Mike is describing a set of socket chisels/gouges?


----------



## mike5555 (Mar 14, 2019)

his is a rough but accurate sketch showing the varrious parts. Also a few years after retiring he designed and built a laminated propeller for the pilot of the company he went to work for after his short retirement.


----------



## fuigb (Apr 21, 2010)

Whom did your father work for? He was building models or making actual parts/components?


----------



## mike5555 (Mar 14, 2019)

He was working for the Lans corporation in Lansing Michigan That is where I was born. I believe the owners name was Chuck ?


----------



## HokieKen (Apr 14, 2015)

Sorry Mike. The only thing that I can think of is the Flexcut set.









Although it's very possible someone else had that idea before they did.


----------



## mike5555 (Mar 14, 2019)

Im sure someone has the answer. Thank you for all of your help Ill keep looking!
Mike


----------



## mike5555 (Mar 14, 2019)

Hi all! I found them but the sets that are here https://www.vintagetools.net/product/set-of-12-straight-carving-gouges-685d do not seem to identify a maker. Mike


----------



## mike5555 (Mar 14, 2019)

Here are the 2 standard handels


----------



## Phil32 (Aug 31, 2018)

Interesting! - but I don't think these gouges were used for woodcarving. The gouges I use are beveled on the outside of the curve - with a bevel of 15 to 25 degrees. These are on the inside and appear to be about 45 degrees. The individual blades are mounted to the handle on threaded rods. This would quickly loosen with the forces needed to push such wide blades through wood. The handles are not designed for mallet use, having only a flimsy feral on the tang end.
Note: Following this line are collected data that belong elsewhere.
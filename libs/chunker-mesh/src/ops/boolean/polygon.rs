//! # Polygon for Boolean Clipping
//!
//! Convex polygon with plane and splitting support.

use glam::DVec3;

use super::plane::{Classification, Plane};

/// A convex polygon with its containing plane.
#[derive(Debug, Clone)]
pub struct Polygon {
    /// Vertices in counter-clockwise order.
    vertices: Vec<DVec3>,
    /// Plane containing this polygon.
    plane: Plane,
}

impl Polygon {
    /// Create polygon from vertices.
    ///
    /// Returns `None` if the vertices don't define a valid plane.
    pub fn from_vertices(vertices: Vec<DVec3>) -> Option<Self> {
        if vertices.len() < 3 {
            return None;
        }
        let plane = Plane::from_points(vertices[0], vertices[1], vertices[2])?;
        Some(Self { vertices, plane })
    }

    /// Polygon vertices.
    #[inline]
    pub fn vertices(&self) -> &[DVec3] {
        &self.vertices
    }

    /// Polygon plane.
    #[inline]
    pub fn plane(&self) -> &Plane {
        &self.plane
    }

    /// Flip the polygon in place (reverse winding and plane).
    pub fn flip(&mut self) {
        self.vertices.reverse();
        self.plane = self.plane.flip();
    }

    /// Classify this polygon relative to a plane.
    pub fn classify(&self, plane: &Plane) -> Classification {
        let mut front_count = 0;
        let mut back_count = 0;

        for &v in &self.vertices {
            match plane.classify_point(v) {
                Classification::Front => front_count += 1,
                Classification::Back => back_count += 1,
                _ => {}
            }
        }

        if front_count > 0 && back_count > 0 {
            Classification::Spanning
        } else if front_count > 0 {
            Classification::Front
        } else if back_count > 0 {
            Classification::Back
        } else {
            Classification::Coplanar
        }
    }

    /// Split polygon by a plane into (front, back) parts.
    ///
    /// Coplanar polygons land on the side the plane normal agrees with.
    /// A spanning polygon is cut along the plane, inserting intersection
    /// vertices on both halves.
    pub fn split(&self, plane: &Plane) -> (Vec<Polygon>, Vec<Polygon>) {
        let mut front = Vec::new();
        let mut back = Vec::new();

        match self.classify(plane) {
            Classification::Coplanar => {
                if self.plane.normal().dot(plane.normal()) > 0.0 {
                    front.push(self.clone());
                } else {
                    back.push(self.clone());
                }
            }
            Classification::Front => front.push(self.clone()),
            Classification::Back => back.push(self.clone()),
            Classification::Spanning => {
                let mut front_verts = Vec::new();
                let mut back_verts = Vec::new();

                for i in 0..self.vertices.len() {
                    let j = (i + 1) % self.vertices.len();
                    let vi = self.vertices[i];
                    let vj = self.vertices[j];

                    let ti = plane.classify_point(vi);
                    let tj = plane.classify_point(vj);

                    if ti != Classification::Back {
                        front_verts.push(vi);
                    }
                    if ti != Classification::Front {
                        back_verts.push(vi);
                    }

                    // Edge crosses the plane: insert the intersection point
                    if (ti == Classification::Front && tj == Classification::Back)
                        || (ti == Classification::Back && tj == Classification::Front)
                    {
                        let di = plane.signed_distance(vi);
                        let dj = plane.signed_distance(vj);
                        let t = di / (di - dj);
                        let intersection = vi.lerp(vj, t);
                        front_verts.push(intersection);
                        back_verts.push(intersection);
                    }
                }

                if front_verts.len() >= 3 {
                    if let Some(poly) = Polygon::from_vertices(front_verts) {
                        front.push(poly);
                    }
                }
                if back_verts.len() >= 3 {
                    if let Some(poly) = Polygon::from_vertices(back_verts) {
                        back.push(poly);
                    }
                }
            }
        }

        (front, back)
    }
}

// =============================================================================
// TESTS
// =============================================================================

#[cfg(test)]
mod tests {
    use super::*;

    fn create_triangle() -> Polygon {
        Polygon::from_vertices(vec![
            DVec3::new(0.0, 0.0, 0.0),
            DVec3::new(1.0, 0.0, 0.0),
            DVec3::new(0.5, 1.0, 0.0),
        ])
        .unwrap()
    }

    #[test]
    fn test_polygon_from_vertices() {
        let poly = create_triangle();
        assert_eq!(poly.vertices().len(), 3);
    }

    #[test]
    fn test_polygon_from_too_few_vertices() {
        assert!(Polygon::from_vertices(vec![DVec3::ZERO, DVec3::X]).is_none());
    }

    #[test]
    fn test_polygon_flip() {
        let mut poly = create_triangle();
        let original_first = poly.vertices()[0];
        let original_normal = poly.plane().normal();
        poly.flip();

        assert_eq!(poly.vertices()[2], original_first);
        assert!((poly.plane().normal() + original_normal).length() < 1e-9);
    }

    #[test]
    fn test_polygon_classify_sides() {
        let plane = Plane::new(DVec3::Z, 0.0);

        let above = Polygon::from_vertices(vec![
            DVec3::new(0.0, 0.0, 1.0),
            DVec3::new(1.0, 0.0, 1.0),
            DVec3::new(0.5, 1.0, 1.0),
        ])
        .unwrap();
        let below = Polygon::from_vertices(vec![
            DVec3::new(0.0, 0.0, -1.0),
            DVec3::new(1.0, 0.0, -1.0),
            DVec3::new(0.5, 1.0, -1.0),
        ])
        .unwrap();

        assert_eq!(above.classify(&plane), Classification::Front);
        assert_eq!(below.classify(&plane), Classification::Back);
        assert_eq!(create_triangle().classify(&plane), Classification::Coplanar);
    }

    #[test]
    fn test_polygon_split_spanning() {
        // Triangle that spans the z=0 plane
        let poly = Polygon::from_vertices(vec![
            DVec3::new(0.0, 0.0, -1.0),
            DVec3::new(1.0, 0.0, -1.0),
            DVec3::new(0.5, 0.0, 1.0),
        ])
        .unwrap();

        let plane = Plane::new(DVec3::Z, 0.0);
        let (front, back) = poly.split(&plane);

        assert!(!front.is_empty(), "should have front polygon");
        assert!(!back.is_empty(), "should have back polygon");

        // Every front vertex at or above the plane, every back vertex at or below
        for p in &front {
            assert!(p.vertices().iter().all(|v| v.z >= -1e-9));
        }
        for p in &back {
            assert!(p.vertices().iter().all(|v| v.z <= 1e-9));
        }
    }

    #[test]
    fn test_polygon_split_coplanar_direction() {
        let poly = create_triangle();
        let (front, back) = poly.split(&Plane::new(DVec3::Z, 0.0));
        assert_eq!(front.len(), 1);
        assert!(back.is_empty());

        let (front, back) = poly.split(&Plane::new(-DVec3::Z, 0.0));
        assert!(front.is_empty());
        assert_eq!(back.len(), 1);
    }
}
I believe these gouges were made to shape soft materials, perhaps even clay.

The blades appear to be pressed steel rather than forged. The rarity of these gouges says they were very specialized, or rejected by tradesmen.


----------



## donwilwol (May 16, 2011)

This is a Wellman Supply Pattern makers gouge set.


----------



## mike5555 (Mar 14, 2019)

Perfect! Thank you very much I called my dad and he couldn't remember the brand either.
Mike


----------